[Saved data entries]
//! Forward index payloads: per-document values in document order.
//!
//! | layout | payload |
//! |--------|---------|
//! | dictionary, single-value | `num_docs` ids packed at `bits` each |
//! | dictionary, multi-value | `(num_docs + 1)` u32 entry offsets, then `total_entries` packed ids |
//! | raw fixed width | `num_docs` little-endian values |
//! | raw string | `(num_docs + 1)` u32 byte offsets, then UTF-8 bytes |

use super::{check_offsets, read_u32, write_offset_table};
use crate::bits::{packed_len, read_packed, BitPacker};
use crate::error::{CodecError, CodecResult};
use crate::metadata::ColumnMetadata;
use crate::types::{DataType, IndexKind, Value};

/// Shape of a forward index payload, derived from column metadata.
#[derive(Debug, Clone, Copy, PartialEq, Eq)]
pub enum ForwardLayout {
    /// One packed surrogate id per document.
    SingleValue {
        /// Bits per id.
        bits: u8,
        /// Document count.
        num_docs: u32,
    },
    /// Variable number of packed ids per document.
    MultiValue {
        /// Bits per id.
        bits: u8,
        /// Document count.
        num_docs: u32,
        /// Total ids across all documents.
        total_entries: u64,
    },
    /// One fixed-width raw value per document.
    RawFixed {
        /// Value type.
        data_type: DataType,
        /// Document count.
        num_docs: u32,
    },
    /// One raw string per document.
    RawString {
        /// Document count.
        num_docs: u32,
    },
}

impl ForwardLayout {
    /// Derives the layout for a column of a segment with `num_docs` documents.
    #[must_use]
    pub fn for_column(column: &ColumnMetadata, num_docs: u32) -> Self {
        if column.has_dictionary {
            if column.single_value {
                Self::SingleValue {
                    bits: column.bits_per_element,
                    num_docs,
                }
            } else {
                Self::MultiValue {
                    bits: column.bits_per_element,
                    num_docs,
                    total_entries: column.total_entries,
                }
            }
        } else if column.data_type.fixed_width().is_some() {
            Self::RawFixed {
                data_type: column.data_type,
                num_docs,
            }
        } else {
            Self::RawString { num_docs }
        }
    }

    /// Number of documents.
    #[must_use]
    pub const fn num_docs(&self) -> u32 {
        match *self {
            Self::SingleValue { num_docs, .. }
            | Self::MultiValue { num_docs, .. }
            | Self::RawFixed { num_docs, .. }
            | Self::RawString { num_docs } => num_docs,
        }
    }

    /// True for dictionary-encoded layouts.
    #[must_use]
    pub const fn is_dictionary_encoded(&self) -> bool {
        matches!(self, Self::SingleValue { .. } | Self::MultiValue { .. })
    }

    /// Validates a payload against this layout.
    ///
    /// Checks the exact payload size and, for dictionary-encoded layouts,
    /// that every id is below `cardinality`.
    ///
    /// # Errors
    ///
    /// Returns `Corrupt` naming `column` on the first violation.
    pub fn validate(&self, column: &str, payload: &[u8], cardinality: u32) -> CodecResult<()> {
        let corrupt = |message: String| CodecError::corrupt_index(column, IndexKind::Forward, message);
        let actual = payload.len() as u64;

        match *self {
            Self::SingleValue { bits, num_docs } => {
                let expected = packed_len(u64::from(num_docs), bits);
                if actual != expected {
                    return Err(corrupt(format!(
                        "payload is {actual} bytes, expected {expected} for {num_docs} documents at {bits} bits"
                    )));
                }
                check_ids(payload, bits, u64::from(num_docs), cardinality).map_err(corrupt)
            }
            Self::MultiValue {
                bits,
                num_docs,
                total_entries,
            } => {
                let table_len = (u64::from(num_docs) + 1) * 4;
                let expected = table_len + packed_len(total_entries, bits);
                if actual != expected {
                    return Err(corrupt(format!(
                        "payload is {actual} bytes, expected {expected} for {total_entries} entries"
                    )));
                }
                let table_len = table_len as usize;
                check_offsets(&payload[..table_len], num_docs as usize, total_entries)
                    .map_err(corrupt)?;
                check_ids(&payload[table_len..], bits, total_entries, cardinality).map_err(corrupt)
            }
            Self::RawFixed {
                data_type,
                num_docs,
            } => {
                let width = data_type.fixed_width().unwrap_or(0) as u64;
                let expected = u64::from(num_docs) * width;
                if actual != expected {
                    return Err(corrupt(format!(
                        "payload is {actual} bytes, expected {expected}"
                    )));
                }
                Ok(())
            }
            Self::RawString { num_docs } => {
                let table_len = (u64::from(num_docs) + 1) * 4;
                if actual < table_len {
                    return Err(corrupt("string offset table truncated".to_string()));
                }
                let body = &payload[table_len as usize..];
                check_offsets(payload, num_docs as usize, body.len() as u64).map_err(corrupt)?;
                std::str::from_utf8(body)
                    .map(|_| ())
                    .map_err(|_| corrupt("string values are not UTF-8".to_string()))
            }
        }
    }

    /// Surrogate id of a single-valued document.
    #[must_use]
    pub fn dict_id(&self, payload: &[u8], doc: u32) -> Option<u32> {
        match *self {
            Self::SingleValue { bits, num_docs } if doc < num_docs => {
                read_packed(payload, bits, u64::from(doc))
            }
            _ => None,
        }
    }

    /// Surrogate ids of a document, for either dictionary layout.
    #[must_use]
    pub fn dict_ids(&self, payload: &[u8], doc: u32) -> Option<Vec<u32>> {
        match *self {
            Self::SingleValue { .. } => self.dict_id(payload, doc).map(|id| vec![id]),
            Self::MultiValue { bits, num_docs, .. } if doc < num_docs => {
                let table_len = (num_docs as usize + 1) * 4;
                let start = read_u32(payload, doc as usize)?;
                let end = read_u32(payload, doc as usize + 1)?;
                let packed = payload.get(table_len..)?;
                (start..end)
                    .map(|i| read_packed(packed, bits, u64::from(i)))
                    .collect()
            }
            _ => None,
        }
    }

    /// Raw value of a document.
    #[must_use]
    pub fn raw_value(&self, payload: &[u8], doc: u32) -> Option<Value> {
        match *self {
            Self::RawFixed {
                data_type,
                num_docs,
            } if doc < num_docs => {
                let width = data_type.fixed_width()?;
                let start = doc as usize * width;
                Value::read_fixed(data_type, payload.get(start..start + width)?)
            }
            Self::RawString { num_docs } if doc < num_docs => {
                let body = payload.get((num_docs as usize + 1) * 4..)?;
                let start = read_u32(payload, doc as usize)? as usize;
                let end = read_u32(payload, doc as usize + 1)? as usize;
                let text = std::str::from_utf8(body.get(start..end)?).ok()?;
                Some(Value::String(text.to_string()))
            }
            _ => None,
        }
    }
}

fn check_ids(packed: &[u8], bits: u8, count: u64, cardinality: u32) -> Result<(), String> {
    for i in 0..count {
        let id = read_packed(packed, bits, i).ok_or_else(|| format!("id {i} truncated"))?;
        if id >= cardinality {
            return Err(format!(
                "id {id} at position {i} is not below cardinality {cardinality}"
            ));
        }
    }
    Ok(())
}

/// Encodes a single-valued dictionary forward index.
#[must_use]
pub fn encode_single_value(ids: &[u32], bits: u8) -> Vec<u8> {
    let mut packer = BitPacker::new(bits, ids.len());
    for &id in ids {
        packer.push(id);
    }
    packer.finish()
}

/// Encodes a multi-valued dictionary forward index.
///
/// # Errors
///
/// Returns `InvalidInput` if the entry count overflows the offset table.
pub fn encode_multi_value(docs: &[Vec<u32>], bits: u8) -> CodecResult<Vec<u8>> {
    let total: usize = docs.iter().map(Vec::len).sum();
    let mut buf = Vec::with_capacity((docs.len() + 1) * 4 + packed_len(total as u64, bits) as usize);

    let mut offset = 0u32;
    buf.extend_from_slice(&offset.to_le_bytes());
    for ids in docs {
        offset = u32::try_from(ids.len())
            .ok()
            .and_then(|n| offset.checked_add(n))
            .ok_or_else(|| CodecError::invalid_input("too many multi-value entries"))?;
        buf.extend_from_slice(&offset.to_le_bytes());
    }

    let mut packer = BitPacker::new(bits, total);
    for &id in docs.iter().flatten() {
        packer.push(id);
    }
    buf.extend_from_slice(&packer.finish());
    Ok(buf)
}

/// Encodes a raw single-valued forward index.
///
/// # Errors
///
/// Returns `InvalidInput` if a value is not of `data_type`.
pub fn encode_raw(data_type: DataType, values: &[Value]) -> CodecResult<Vec<u8>> {
    if let Some(v) = values.iter().find(|v| v.data_type() != data_type) {
        return Err(CodecError::invalid_input(format!(
            "value {v} is not {data_type}"
        )));
    }
    let mut buf = Vec::new();
    match data_type.fixed_width() {
        Some(_) => {
            for value in values {
                value.write_fixed(&mut buf);
            }
        }
        None => {
            let strings: Vec<&[u8]> = values
                .iter()
                .map(|v| match v {
                    Value::String(s) => s.as_bytes(),
                    _ => &[],
                })
                .collect();
            write_offset_table(&mut buf, strings.iter().copied())
                .map_err(CodecError::invalid_input)?;
        }
    }
    Ok(buf)
}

- ACTIVITY
Considering only lines that contain the word "actual", say how many there are in the data, with no other text.

- TASK RESPONSE
8